[Supplied information]

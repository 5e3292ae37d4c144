//! Line charts of a metric over iterations.
//!
//! Every chart is drawn from its own [`Figure`], which the caller owns for the
//! duration of the call. Nothing is kept between two plots.

use crate::output::{ensure_run_dir, OutputConfig};
use crate::{ReportError, Result};
use chrono::NaiveDateTime;
use plotters::prelude::*;
use std::ops::Range;
use std::path::{Path, PathBuf};

/// Extra room on each side of the data, as a fraction of its span
const AXIS_MARGIN: f64 = 0.05;

/// Smallest half-width of an axis relative to its center, so ticks stay distinct
const MIN_RELATIVE_HALF_WIDTH: f64 = 1e-9;

/// Line colors, cycled per series (matplotlib's tab10 head)
const SERIES_COLORS: [RGBColor; 4] = [
    RGBColor(31, 119, 180),
    RGBColor(255, 127, 14),
    RGBColor(44, 160, 44),
    RGBColor(214, 39, 40),
];

/// Turn a plot title into a file stem: spaces become hyphens, parentheses go away
pub fn sanitize_title(title: &str) -> String {
    title
        .chars()
        .filter(|c| !matches!(c, '(' | ')'))
        .map(|c| if c == ' ' { '-' } else { c })
        .collect()
}

/// PNG file name for a plot title
pub fn plot_file_name(title: &str) -> String {
    format!("{}.png", sanitize_title(title))
}

/// A single chart: canvas size, labels and the line series to draw
#[derive(Debug, Clone, PartialEq)]
pub struct Figure {
    width: u32,
    height: u32,
    title: String,
    x_label: String,
    y_label: String,
    lines: Vec<Vec<(f64, f64)>>,
}

impl Figure {
    pub fn new(width: u32, height: u32) -> Self {
        Self {
            width,
            height,
            title: String::new(),
            x_label: String::new(),
            y_label: String::new(),
            lines: Vec::new(),
        }
    }

    pub fn title<S: Into<String>>(mut self, title: S) -> Self {
        self.title = title.into();
        self
    }

    pub fn x_label<S: Into<String>>(mut self, label: S) -> Self {
        self.x_label = label.into();
        self
    }

    pub fn y_label<S: Into<String>>(mut self, label: S) -> Self {
        self.y_label = label.into();
        self
    }

    /// Add a line through the points `(x[i], y[i])`.
    ///
    /// Points with a non-finite coordinate are dropped.
    pub fn add_line(&mut self, x: &[f64], y: &[f64]) -> Result<()> {
        if x.len() != y.len() {
            return Err(ReportError::SeriesLengthMismatch {
                x_len: x.len(),
                y_len: y.len(),
            });
        }

        let points = x
            .iter()
            .zip(y)
            .map(|(&x, &y)| (x, y))
            .filter(|(x, y)| x.is_finite() && y.is_finite())
            .collect();
        self.lines.push(points);
        Ok(())
    }

    fn x_range(&self) -> Range<f64> {
        axis_range(self.lines.iter().flatten().map(|&(x, _)| x))
    }

    fn y_range(&self) -> Range<f64> {
        axis_range(self.lines.iter().flatten().map(|&(_, y)| y))
    }

    /// Draw the figure and encode it as PNG at `path`
    pub fn render_png(&self, path: &Path) -> Result<()> {
        if self.width == 0 || self.height == 0 {
            return Err(ReportError::Plot(format!(
                "canvas must not be empty ({}x{})",
                self.width, self.height
            )));
        }

        let root = BitMapBackend::new(path, (self.width, self.height)).into_drawing_area();
        root.fill(&WHITE).map_err(plot_error)?;

        let mut builder = ChartBuilder::on(&root);
        builder
            .margin(10)
            .x_label_area_size(40)
            .y_label_area_size(60);
        if !self.title.is_empty() {
            builder.caption(&self.title, ("sans-serif", 22).into_font());
        }

        let mut chart = builder
            .build_cartesian_2d(self.x_range(), self.y_range())
            .map_err(plot_error)?;

        let mut mesh = chart.configure_mesh();
        if !self.x_label.is_empty() {
            mesh.x_desc(self.x_label.as_str());
        }
        if !self.y_label.is_empty() {
            mesh.y_desc(self.y_label.as_str());
        }
        mesh.draw().map_err(plot_error)?;

        for (idx, points) in self.lines.iter().enumerate() {
            let color = SERIES_COLORS[idx % SERIES_COLORS.len()];
            chart
                .draw_series(LineSeries::new(points.iter().copied(), color.stroke_width(2)))
                .map_err(plot_error)?;
        }

        root.present().map_err(plot_error)?;
        Ok(())
    }
}

fn plot_error<E: std::fmt::Display>(err: E) -> ReportError {
    ReportError::Plot(err.to_string())
}

/// Axis bounds covering `values` with a small margin.
///
/// No values gives `0..1`; a single distinct value is widened by 0.5 each side.
/// The bounds and their width always stay finite, even for data spanning
/// most of the `f64` range.
fn axis_range<I: Iterator<Item = f64>>(values: I) -> Range<f64> {
    let (min, max) = values.fold((f64::INFINITY, f64::NEG_INFINITY), |(lo, hi), v| {
        (lo.min(v), hi.max(v))
    });

    if min > max {
        return 0.0..1.0;
    }

    // Halves first: `max - min` overflows for spans wider than f64::MAX.
    let center = min / 2.0 + max / 2.0;
    let half_span = max / 2.0 - min / 2.0;

    let half = if half_span == 0.0 {
        0.5
    } else {
        half_span * (1.0 + 2.0 * AXIS_MARGIN)
    };
    let half = half
        .max(center.abs() * MIN_RELATIVE_HALF_WIDTH)
        .min(f64::MAX / 2.0);

    (center - half).max(f64::MIN)..(center + half).min(f64::MAX)
}

/// Plot `y` against `x` and save it as `<run dir>/<sanitized title>.png`.
///
/// Returns the path of the written image.
pub fn plot_line_graph(
    config: &OutputConfig,
    x: &[f64],
    y: &[f64],
    xlabel: &str,
    ylabel: &str,
    plot_title: &str,
    timestamp: &NaiveDateTime,
) -> Result<PathBuf> {
    let mut figure = Figure::new(config.plot_width, config.plot_height)
        .title(plot_title)
        .x_label(xlabel)
        .y_label(ylabel);
    figure.add_line(x, y)?;

    let output_dir = ensure_run_dir(&config.results_root, timestamp)?;
    let path = output_dir.join(plot_file_name(plot_title));
    figure.render_png(&path)?;

    log::info!("📈 Plot '{}' saved to {}", plot_title, path.display());
    Ok(path)
}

[/Supplied information]

*Your objective*. You are asked to copy all of the entries above exactly.

*Output*.
repository 5e3292ae37d4c144
//! Line charts of a metric over iterations.
//!
//! Every chart is drawn from its own [`Figure`], which the caller owns for the
//! duration of the call. Nothing is kept between two plots.

use crate::output::{ensure_run_dir, OutputConfig};
use crate::{ReportError, Result};
use chrono::NaiveDateTime;
use plotters::prelude::*;
use std::ops::Range;
use std::path::{Path, PathBuf};

/// Extra room on each side of the data, as a fraction of its span
const AXIS_MARGIN: f64 = 0.05;

/// Smallest half-width of an axis relative to its center, so ticks stay distinct
const MIN_RELATIVE_HALF_WIDTH: f64 = 1e-9;

/// Line colors, cycled per series (matplotlib's tab10 head)
const SERIES_COLORS: [RGBColor; 4] = [
    RGBColor(31, 119, 180),
    RGBColor(255, 127, 14),
    RGBColor(44, 160, 44),
    RGBColor(214, 39, 40),
];

/// Turn a plot title into a file stem: spaces become hyphens, parentheses go away
pub fn sanitize_title(title: &str) -> String {
    title
        .chars()
        .filter(|c| !matches!(c, '(' | ')'))
        .map(|c| if c == ' ' { '-' } else { c })
        .collect()
}

/// PNG file name for a plot title
pub fn plot_file_name(title: &str) -> String {
    format!("{}.png", sanitize_title(title))
}

/// A single chart: canvas size, labels and the line series to draw
#[derive(Debug, Clone, PartialEq)]
pub struct Figure {
    width: u32,
    height: u32,
    title: String,
    x_label: String,
    y_label: String,
    lines: Vec<Vec<(f64, f64)>>,
}

impl Figure {
    pub fn new(width: u32, height: u32) -> Self {
        Self {
            width,
            height,
            title: String::new(),
            x_label: String::new(),
            y_label: String::new(),
            lines: Vec::new(),
        }
    }

    pub fn title<S: Into<String>>(mut self, title: S) -> Self {
        self.title = title.into();
        self
    }

    pub fn x_label<S: Into<String>>(mut self, label: S) -> Self {
        self.x_label = label.into();
        self
    }

    pub fn y_label<S: Into<String>>(mut self, label: S) -> Self {
        self.y_label = label.into();
        self
    }

    /// Add a line through the points `(x[i], y[i])`.
    ///
    /// Points with a non-finite coordinate are dropped.
    pub fn add_line(&mut self, x: &[f64], y: &[f64]) -> Result<()> {
        if x.len() != y.len() {
            return Err(ReportError::SeriesLengthMismatch {
                x_len: x.len(),
                y_len: y.len(),
            });
        }

        let points = x
            .iter()
            .zip(y)
            .map(|(&x, &y)| (x, y))
            .filter(|(x, y)| x.is_finite() && y.is_finite())
            .collect();
        self.lines.push(points);
        Ok(())
    }

    fn x_range(&self) -> Range<f64> {
        axis_range(self.lines.iter().flatten().map(|&(x, _)| x))
    }

    fn y_range(&self) -> Range<f64> {
        axis_range(self.lines.iter().flatten().map(|&(_, y)| y))
    }

    /// Draw the figure and encode it as PNG at `path`
    pub fn render_png(&self, path: &Path) -> Result<()> {
        if self.width == 0 || self.height == 0 {
            return Err(ReportError::Plot(format!(
                "canvas must not be empty ({}x{})",
                self.width, self.height
            )));
        }

        let root = BitMapBackend::new(path, (self.width, self.height)).into_drawing_area();
        root.fill(&WHITE).map_err(plot_error)?;

        let mut builder = ChartBuilder::on(&root);
        builder
            .margin(10)
            .x_label_area_size(40)
            .y_label_area_size(60);
        if !self.title.is_empty() {
            builder.caption(&self.title, ("sans-serif", 22).into_font());
        }

        let mut chart = builder
            .build_cartesian_2d(self.x_range(), self.y_range())
            .map_err(plot_error)?;

        let mut mesh = chart.configure_mesh();
        if !self.x_label.is_empty() {
            mesh.x_desc(self.x_label.as_str());
        }
        if !self.y_label.is_empty() {
            mesh.y_desc(self.y_label.as_str());
        }
        mesh.draw().map_err(plot_error)?;

        for (idx, points) in self.lines.iter().enumerate() {
            let color = SERIES_COLORS[idx % SERIES_COLORS.len()];
            chart
                .draw_series(LineSeries::new(points.iter().copied(), color.stroke_width(2)))
                .map_err(plot_error)?;
        }

        root.present().map_err(plot_error)?;
        Ok(())
    }
}

fn plot_error<E: std::fmt::Display>(err: E) -> ReportError {
    ReportError::Plot(err.to_string())
}

/// Axis bounds covering `values` with a small margin.
///
/// No values gives `0..1`; a single distinct value is widened by 0.5 each side.
/// The bounds and their width always stay finite, even for data spanning
/// most of the `f64` range.
fn axis_range<I: Iterator<Item = f64>>(values: I) -> Range<f64> {
    let (min, max) = values.fold((f64::INFINITY, f64::NEG_INFINITY), |(lo, hi), v| {
        (lo.min(v), hi.max(v))
    });

    if min > max {
        return 0.0..1.0;
    }

    // Halves first: `max - min` overflows for spans wider than f64::MAX.
    let center = min / 2.0 + max / 2.0;
    let half_span = max / 2.0 - min / 2.0;

    let half = if half_span == 0.0 {
        0.5
    } else {
        half_span * (1.0 + 2.0 * AXIS_MARGIN)
    };
    let half = half
        .max(center.abs() * MIN_RELATIVE_HALF_WIDTH)
        .min(f64::MAX / 2.0);

    (center - half).max(f64::MIN)..(center + half).min(f64::MAX)
}

/// Plot `y` against `x` and save it as `<run dir>/<sanitized title>.png`.
///
/// Returns the path of the written image.
pub fn plot_line_graph(
    config: &OutputConfig,
    x: &[f64],
    y: &[f64],
    xlabel: &str,
    ylabel: &str,
    plot_title: &str,
    timestamp: &NaiveDateTime,
) -> Result<PathBuf> {
    let mut figure = Figure::new(config.plot_width, config.plot_height)
        .title(plot_title)
        .x_label(xlabel)
        .y_label(ylabel);
    figure.add_line(x, y)?;

    let output_dir = ensure_run_dir(&config.results_root, timestamp)?;
    let path = output_dir.join(plot_file_name(plot_title));
    figure.render_png(&path)?;

    log::info!("📈 Plot '{}' saved to {}", plot_title, path.display());
    Ok(path)
}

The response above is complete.